▶ Work item
Where does the word "collect" show up in the records? Copy every line that has it.

▶ Saved entries

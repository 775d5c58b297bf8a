//! Catalog seeder
//!
//! Wipes the product table and re-imports the fixture catalog. Pass `-d` to
//! only delete.

use anyhow::Result;
use cucumber_commerce::domain::product::Category;
use rust_decimal::Decimal;
use sqlx::postgres::PgPoolOptions;
use tracing_subscriber::{layer::SubscriberExt, util::SubscriberInitExt};
use uuid::Uuid;

struct Fixture {
    name: &'static str,
    description: &'static str,
    price: i64,
    category: Category,
    sizes: &'static [&'static str],
    colors: &'static [&'static str],
    image: &'static str,
    stock: i32,
    rating: f64,
    num_reviews: i32,
    featured: bool,
}

const CATALOG: &[Fixture] = &[
    Fixture {
        name: "Floral Summer Dress",
        description: "Beautiful floral print dress perfect for summer occasions. Lightweight and comfortable fabric.",
        price: 1299,
        category: Category::Clothing,
        sizes: &["S", "M", "L", "XL"],
        colors: &["Blue", "Pink", "White"],
        image: "https://images.unsplash.com/photo-1595777457583-95e059d581b8?w=500",
        stock: 50,
        rating: 4.5,
        num_reviews: 24,
        featured: true,
    },
    Fixture {
        name: "Elegant Leather Handbag",
        description: "Stylish premium leather handbag for everyday use. Multiple compartments.",
        price: 2499,
        category: Category::Bags,
        sizes: &["Free Size"],
        colors: &["Black", "Brown", "Tan"],
        image: "https://images.unsplash.com/photo-1584917865442-de89df76afd3?w=500",
        stock: 30,
        rating: 4.7,
        num_reviews: 18,
        featured: true,
    },
    Fixture {
        name: "High Heel Sandals",
        description: "Comfortable and stylish high heel sandals. Perfect for parties and events.",
        price: 1899,
        category: Category::Footwear,
        sizes: &["5", "6", "7", "8", "9"],
        colors: &["Black", "Red", "Nude"],
        image: "https://images.unsplash.com/photo-1543163521-1bf539c55dd2?w=500",
        stock: 40,
        rating: 4.3,
        num_reviews: 31,
        featured: true,
    },
    Fixture {
        name: "Gold Plated Necklace",
        description: "Elegant gold plated necklace with premium finish. Hypoallergenic material.",
        price: 999,
        category: Category::Jewelry,
        sizes: &["Free Size"],
        colors: &["Gold"],
        image: "https://images.unsplash.com/photo-1599643478518-a784e5dc4c8f?w=500",
        stock: 25,
        rating: 4.8,
        num_reviews: 15,
        featured: true,
    },
    Fixture {
        name: "Designer Sunglasses",
        description: "Trendy UV protection sunglasses. Polarized lenses for eye protection.",
        price: 799,
        category: Category::Accessories,
        sizes: &["Free Size"],
        colors: &["Black", "Brown", "Pink"],
        image: "https://images.unsplash.com/photo-1511499767150-a48a237f0083?w=500",
        stock: 60,
        rating: 4.4,
        num_reviews: 22,
        featured: true,
    },
    Fixture {
        name: "Matte Lipstick Set",
        description: "Long-lasting matte lipstick in vibrant shades. Moisturizing formula.",
        price: 599,
        category: Category::Beauty,
        sizes: &["Free Size"],
        colors: &["Red", "Pink", "Nude", "Coral"],
        image: "https://images.unsplash.com/photo-1586495777744-4413f21062fa?w=500",
        stock: 100,
        rating: 4.6,
        num_reviews: 45,
        featured: false,
    },
    Fixture {
        name: "Casual Cotton T-Shirt",
        description: "Comfortable 100% cotton t-shirt for casual wear. Breathable fabric.",
        price: 499,
        category: Category::Clothing,
        sizes: &["XS", "S", "M", "L", "XL"],
        colors: &["White", "Black", "Grey", "Pink"],
        image: "https://images.unsplash.com/photo-1521572163474-6864f9cf17ab?w=500",
        stock: 80,
        rating: 4.2,
        num_reviews: 38,
        featured: false,
    },
    Fixture {
        name: "Designer Leather Wallet",
        description: "Compact leather wallet with multiple card slots. RFID protection.",
        price: 899,
        category: Category::Accessories,
        sizes: &["Free Size"],
        colors: &["Black", "Brown", "Red"],
        image: "https://images.unsplash.com/photo-1627123424574-724758594e93?w=500",
        stock: 45,
        rating: 4.5,
        num_reviews: 27,
        featured: false,
    },
    Fixture {
        name: "Silk Saree",
        description: "Traditional silk saree with beautiful embroidery work. Premium quality.",
        price: 3999,
        category: Category::Clothing,
        sizes: &["Free Size"],
        colors: &["Red", "Blue", "Green", "Pink"],
        image: "https://images.unsplash.com/photo-1610030469983-98e550d6193c?w=500",
        stock: 20,
        rating: 4.9,
        num_reviews: 52,
        featured: true,
    },
    Fixture {
        name: "Sneakers Sports Shoes",
        description: "Lightweight sports sneakers for running and gym. Excellent grip.",
        price: 1599,
        category: Category::Footwear,
        sizes: &["5", "6", "7", "8", "9", "10"],
        colors: &["White", "Black", "Pink"],
        image: "https://images.unsplash.com/photo-1549298916-b41d501d3772?w=500",
        stock: 55,
        rating: 4.4,
        num_reviews: 41,
        featured: false,
    },
    Fixture {
        name: "Pearl Earrings",
        description: "Classic pearl drop earrings. Perfect for formal occasions.",
        price: 1299,
        category: Category::Jewelry,
        sizes: &["Free Size"],
        colors: &["White", "Pink"],
        image: "https://images.unsplash.com/photo-1535632066927-ab7c9ab60908?w=500",
        stock: 35,
        rating: 4.6,
        num_reviews: 29,
        featured: false,
    },
    Fixture {
        name: "Denim Jacket",
        description: "Trendy denim jacket for casual styling. Multiple pockets.",
        price: 1799,
        category: Category::Clothing,
        sizes: &["S", "M", "L", "XL"],
        colors: &["Blue", "Black"],
        image: "https://images.unsplash.com/photo-1551028719-00167b16eac5?w=500",
        stock: 40,
        rating: 4.3,
        num_reviews: 33,
        featured: false,
    },
    Fixture {
        name: "Face Serum Vitamin C",
        description: "Brightening vitamin C face serum. Anti-aging formula.",
        price: 799,
        category: Category::Beauty,
        sizes: &["30ml", "50ml"],
        colors: &["Clear"],
        image: "https://images.unsplash.com/photo-1620916566398-39f1143ab7be?w=500",
        stock: 70,
        rating: 4.7,
        num_reviews: 58,
        featured: true,
    },
    Fixture {
        name: "Leather Belt",
        description: "Genuine leather belt with metal buckle. Adjustable size.",
        price: 599,
        category: Category::Accessories,
        sizes: &["S", "M", "L"],
        colors: &["Black", "Brown", "Tan"],
        image: "https://images.unsplash.com/photo-1624222247344-5537b6d27e8d?w=500",
        stock: 60,
        rating: 4.1,
        num_reviews: 19,
        featured: false,
    },
    Fixture {
        name: "Yoga Pants",
        description: "Stretchable yoga pants with high waist. Moisture-wicking fabric.",
        price: 899,
        category: Category::Clothing,
        sizes: &["S", "M", "L", "XL"],
        colors: &["Black", "Grey", "Navy"],
        image: "https://images.unsplash.com/photo-1506629082955-511b1aa562c8?w=500",
        stock: 65,
        rating: 4.5,
        num_reviews: 47,
        featured: false,
    },
    Fixture {
        name: "Crossbody Sling Bag",
        description: "Compact crossbody bag perfect for outings. Adjustable strap.",
        price: 1199,
        category: Category::Bags,
        sizes: &["Free Size"],
        colors: &["Black", "Red", "Beige"],
        image: "https://images.unsplash.com/photo-1548036328-c9fa89d128fa?w=500",
        stock: 48,
        rating: 4.4,
        num_reviews: 36,
        featured: false,
    },
    Fixture {
        name: "Ankle Boots",
        description: "Stylish ankle boots with block heel. Easy zip closure.",
        price: 2199,
        category: Category::Footwear,
        sizes: &["5", "6", "7", "8", "9"],
        colors: &["Black", "Brown"],
        image: "https://images.unsplash.com/photo-1543163521-1bf539c55dd2?w=500",
        stock: 30,
        rating: 4.6,
        num_reviews: 28,
        featured: false,
    },
    Fixture {
        name: "Silver Bracelet",
        description: "Elegant silver charm bracelet. Adjustable clasp.",
        price: 699,
        category: Category::Jewelry,
        sizes: &["Free Size"],
        colors: &["Silver"],
        image: "https://images.unsplash.com/photo-1611591437281-460bfbe1220a?w=500",
        stock: 40,
        rating: 4.3,
        num_reviews: 22,
        featured: false,
    },
    Fixture {
        name: "Perfume Eau De Parfum",
        description: "Long-lasting floral fragrance. Premium quality perfume.",
        price: 1499,
        category: Category::Beauty,
        sizes: &["50ml", "100ml"],
        colors: &["Pink"],
        image: "https://images.unsplash.com/photo-1541643600914-78b084683601?w=500",
        stock: 55,
        rating: 4.8,
        num_reviews: 67,
        featured: true,
    },
    Fixture {
        name: "Wrist Watch Rose Gold",
        description: "Elegant rose gold wrist watch. Water-resistant.",
        price: 1999,
        category: Category::Accessories,
        sizes: &["Free Size"],
        colors: &["Rose Gold"],
        image: "https://images.unsplash.com/photo-1523170335258-f5ed11844a49?w=500",
        stock: 25,
        rating: 4.7,
        num_reviews: 43,
        featured: true,
    },
];

#[tokio::main]
async fn main() -> Result<()> {
    dotenvy::dotenv().ok();
    tracing_subscriber::registry()
        .with(tracing_subscriber::EnvFilter::try_from_default_env().unwrap_or_else(|_| "info".into()))
        .with(tracing_subscriber::fmt::layer())
        .init();

    let db = PgPoolOptions::new()
        .max_connections(5)
        .connect(&std::env::var("DATABASE_URL")?)
        .await?;
    sqlx::migrate!("./migrations").run(&db).await?;

    sqlx::query("DELETE FROM products").execute(&db).await?;
    tracing::info!("existing products deleted");

    if std::env::args().nth(1).as_deref() == Some("-d") {
        return Ok(());
    }

    for f in CATALOG {
        sqlx::query(
            "INSERT INTO products (id, name, description, price, category, sizes, colors, image, \
                                   stock, rating, num_reviews, featured, created_at, updated_at) \
             VALUES ($1, $2, $3, $4, $5, $6, $7, $8, $9, $10, $11, $12, NOW(), NOW())",
        )
        .bind(Uuid::now_v7())
        .bind(f.name)
        .bind(f.description)
        .bind(Decimal::new(f.price, 0))
        .bind(f.category)
        .bind(f.sizes.iter().map(|s| s.to_string()).collect::<Vec<_>>())
        .bind(f.colors.iter().map(|c| c.to_string()).collect::<Vec<_>>())
        .bind(f.image)
        .bind(f.stock)
        .bind(f.rating)
        .bind(f.num_reviews)
        .bind(f.featured)
        .execute(&db)
        .await?;
    }
    tracing::info!("{} products imported", CATALOG.len());
    Ok(())
}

▶ Expected output
        .bind(f.sizes.iter().map(|s| s.to_string()).collect::<Vec<_>>())
        .bind(f.colors.iter().map(|c| c.to_string()).collect::<Vec<_>>())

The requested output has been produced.